Non-Faradaic Electrochemical Promotion of Brønsted Acid-Catalyzed Dehydration Reactions over Molybdenum Oxide
Alexander A. Khechfe, Mark M. Sullivan, Dimitrios Zagoraios, Alexandros Katsaounis, Constantinos G. Vayenas, Yuriy Román‐Leshkov
Abstract
We report the non-Faradaic electrochemical promotion of a Brønsted acid-catalyzed reaction over a metal oxide surface. Isopropanol dehydration to propylene was used as a probe reaction to study the in situ modification of a molybdenum catalyst film deposited on a yttria-stabilized zirconia solid electrolyte. Upon polarizing the Mo film by +1.5 V, the rate of isopropanol dehydration (1.2 kPa IPA, 3.3 kPa O2, 673 K, 135 kPa total pressure) was enhanced by 2.5×. Smaller rate enhancements of c.a. 1.3× were also observed for 2-butanol dehydration to butenes over the same catalyst.

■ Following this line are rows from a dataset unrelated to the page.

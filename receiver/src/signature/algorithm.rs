//! Hash family selection from the `X-WAREST-Signature-Alg` header.

use std::fmt;

/// Prefix every algorithm token carries on the wire, e.g. `HMAC-SHA384`.
const HEADER_PREFIX: &str = "HMAC-SHA";

/// SHA-2 family used for the keyed digest.
#[derive(Debug, Clone, Copy, PartialEq, Eq, Hash, Default)]
pub enum HashAlgorithm {
    Sha224,
    #[default]
    Sha256,
    Sha384,
    Sha512,
}

impl HashAlgorithm {
    /// Resolve the algorithm named by a request header.
    ///
    /// Resolution is total: casing is ignored, the `HMAC-SHA` prefix is
    /// stripped, and anything that is not exactly 224, 256, 384 or 512
    /// afterwards (including an empty or missing header) resolves to
    /// SHA-256. Senders with slightly malformed headers keep working, at
    /// the price of possibly verifying with a different family than they
    /// meant to use.
    pub fn from_header(header: &str) -> Self {
        let normalized = header.trim().to_ascii_uppercase();
        let bits = match normalized.strip_prefix(HEADER_PREFIX) {
            Some(bits) => bits,
            None => return Self::default(),
        };

        match bits {
            "224" => Self::Sha224,
            "256" => Self::Sha256,
            "384" => Self::Sha384,
            "512" => Self::Sha512,
            _ => Self::default(),
        }
    }

    /// Lowercase name, matching what most HMAC libraries call the digest.
    pub fn as_str(&self) -> &'static str {
        match self {
            Self::Sha224 => "sha224",
            Self::Sha256 => "sha256",
            Self::Sha384 => "sha384",
            Self::Sha512 => "sha512",
        }
    }

    /// Token the sender puts in `X-WAREST-Signature-Alg` and as the
    /// signature label.
    pub fn header_token(&self) -> &'static str {
        match self {
            Self::Sha224 => "HMAC-SHA224",
            Self::Sha256 => "HMAC-SHA256",
            Self::Sha384 => "HMAC-SHA384",
            Self::Sha512 => "HMAC-SHA512",
        }
    }

    /// Raw digest length in bytes.
    pub fn digest_len(&self) -> usize {
        match self {
            Self::Sha224 => 28,
            Self::Sha256 => 32,
            Self::Sha384 => 48,
            Self::Sha512 => 64,
        }
    }

    /// Digest length once hex encoded.
    pub fn hex_len(&self) -> usize {
        self.digest_len() * 2
    }
}

impl fmt::Display for HashAlgorithm {
    fn fmt(&self, f: &mut fmt::Formatter<'_>) -> fmt::Result {
        f.write_str(self.as_str())
    }
}
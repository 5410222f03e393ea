//! Configuration module for environment variable parsing.
//!
//! Configuration is read once at start-up and shared immutably; restart
//! the process to pick up new secrets.

use std::env;
use tracing::warn;

use crate::signature::{ReplayGuard, SecretSet, SignatureVerifier, WebhookAuth, DEFAULT_TOLERANCE_SECS};

/// Application configuration loaded from environment variables.
#[derive(Debug, Clone)]
pub struct Config {
    /// Port for the web server to listen on
    pub port: u16,

    /// Secrets accepted for signature verification, newest first
    pub secrets: SecretSet,

    /// Whether to reject deliveries with a stale `X-WAREST-Timestamp`
    pub verify_timestamps: bool,

    /// Allowed clock distance for timestamps, in seconds
    pub tolerance_secs: u64,

    /// Log expected and received digests on every mismatch
    pub debug_signature: bool,
}

impl Config {
    /// Load configuration from environment variables.
    pub fn from_env() -> Self {
        Config {
            port: parse_number("PORT", 8080),

            secrets: SecretSet::from_csv(&env::var("WAREST_SECRET").unwrap_or_default()),

            verify_timestamps: parse_flag("WAREST_VERIFY_TS"),

            tolerance_secs: match parse_number("WAREST_TOLERANCE_SEC", DEFAULT_TOLERANCE_SECS) {
                0 => DEFAULT_TOLERANCE_SECS,
                secs => secs,
            },

            debug_signature: parse_flag("DEBUG_SIGNATURE"),
        }
    }

    /// Build the authentication pipeline this configuration describes.
    pub fn webhook_auth(&self) -> WebhookAuth {
        let verifier =
            SignatureVerifier::new(self.secrets.clone()).with_debug(self.debug_signature);
        let replay = self
            .verify_timestamps
            .then(|| ReplayGuard::new(self.tolerance_secs));
        WebhookAuth::new(verifier, replay)
    }
}

impl Default for Config {
    fn default() -> Self {
        Config {
            port: 8080,
            secrets: SecretSet::default(),
            verify_timestamps: false,
            tolerance_secs: DEFAULT_TOLERANCE_SECS,
            debug_signature: false,
        }
    }
}

/// Parse a numeric variable, warning and falling back on bad input.
fn parse_number<T: std::str::FromStr>(name: &str, default: T) -> T {
    let raw = match env::var(name) {
        Ok(v) if !v.trim().is_empty() => v,
        _ => return default,
    };

    match raw.trim().parse() {
        Ok(value) => value,
        Err(_) => {
            warn!(env_var = name, value = %raw, "Invalid number, using default");
            default
        }
    }
}

/// Flags are on only when set to exactly `1`.
fn parse_flag(name: &str) -> bool {
    env::var(name).map(|v| v.trim() == "1").unwrap_or(false)
}
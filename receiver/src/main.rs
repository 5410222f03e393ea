//! WARest Receiver - webhook endpoint with signature verification.
//!
//! Listens on `PORT` and accepts deliveries at `POST /webhook`. Secrets
//! come from `WAREST_SECRET` (comma-separated, newest first).

use std::net::SocketAddr;

use anyhow::{Context, Result};
use tokio::{net::TcpListener, signal};
use tracing::info;
use tracing_subscriber::{fmt, layer::SubscriberExt, util::SubscriberInitExt, EnvFilter};

use warest::{router, AppState, Config};

#[tokio::main]
async fn main() -> Result<()> {
    // Initialize structured JSON logging
    let filter =
        EnvFilter::try_from_default_env().unwrap_or_else(|_| EnvFilter::new("info"));

    tracing_subscriber::registry()
        .with(filter)
        .with(fmt::layer().json().flatten_event(true))
        .init();

    info!("receiver_starting");

    let config = Config::from_env();
    info!(
        port = config.port,
        secret_count = config.secrets.len(),
        verify_timestamps = config.verify_timestamps,
        tolerance_secs = config.tolerance_secs,
        debug_signature = config.debug_signature,
        "config_loaded"
    );

    let addr = SocketAddr::from(([0, 0, 0, 0], config.port));
    let app = router(AppState::new(config));

    let listener = TcpListener::bind(addr)
        .await
        .context("Failed to bind to address")?;

    info!(address = %addr, path = "/webhook", "receiver_listening");

    axum::serve(listener, app)
        .with_graceful_shutdown(shutdown_signal())
        .await
        .context("Server error")?;

    info!("receiver_shutdown_complete");

    Ok(())
}

/// Create a future that completes when a shutdown signal is received.
async fn shutdown_signal() {
    let ctrl_c = async {
        if let Err(e) = signal::ctrl_c().await {
            tracing::error!(error = %e, "ctrl_c_handler_failed");
            std::future::pending::<()>().await;
        }
    };

    #[cfg(unix)]
    let terminate = async {
        match signal::unix::signal(signal::unix::SignalKind::terminate()) {
            Ok(mut sigterm) => {
                sigterm.recv().await;
            }
            Err(e) => {
                tracing::error!(error = %e, "sigterm_handler_failed");
                std::future::pending::<()>().await;
            }
        }
    };

    #[cfg(not(unix))]
    let terminate = std::future::pending::<()>();

    tokio::select! {
        _ = ctrl_c => info!("Received SIGINT"),
        _ = terminate => info!("Received SIGTERM"),
    }

    info!("receiver_shutting_down");
}
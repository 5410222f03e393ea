//! WARest webhook receiver.
//!
//! Verifies signed webhook deliveries and answers them with JSON:
//! - `signature`: HMAC verification with secret rotation and a timestamp
//!   freshness check
//! - `reply`: envelope parsing and reply actions for accepted deliveries
//! - `web`: the axum handlers tying the two together
//!
//! ## Request flow
//!
//! ```text
//! POST /webhook → signature (any secret) → freshness (optional) → reply
//! ```

pub mod config;
pub mod error;
pub mod reply;
pub mod signature;
pub mod web;

// Re-export commonly used types
pub use config::Config;
pub use error::RejectReason;
pub use signature::{
    sign, HashAlgorithm, ReplayGuard, SecretSet, SignatureVerifier, SignedRequest, WebhookAuth,
};
pub use web::{router, AppState};
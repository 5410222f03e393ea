//! Web server module for receiving WARest webhook deliveries.
//!
//! This module provides a small axum server that:
//! - Authenticates each delivery by its HMAC signature
//! - Optionally rejects deliveries with stale timestamps
//! - Replies with JSON, optionally carrying actions for the sender

pub mod handlers;

use axum::{
    routing::{get, post},
    Router,
};
use tower_http::trace::TraceLayer;

pub use handlers::{health, warest_webhook, AppState, HealthResponse};

/// Build the receiver's router.
pub fn router(state: AppState) -> Router {
    Router::new()
        .route("/health", get(health))
        .route("/webhook", post(warest_webhook))
        .layer(TraceLayer::new_for_http())
        .with_state(state)
}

Although electrochemical dehydration pathways for this chemistry are implausible, by postulating a hypothetical Faradaic dehydration route, we calculate Faradaic efficiencies greater than 100 for IPA dehydration, confirming the non-Faradaic nature of the promotional effect. This effect is reversible and does not appear to permanently alter the chemistry of the Mo film, based on XPS analysis. We hypothesize that this promotion originates from generation of Brønsted acid sites localized to the three-phase boundary at the catalyst/gas/electrolyte interface and/or acid site strengthening due to electrical polarization. This work demonstrates an alternative handle to promote catalytic turnover, which with further understanding, could be applied toward other Brønsted acid-catalyzed chemistries.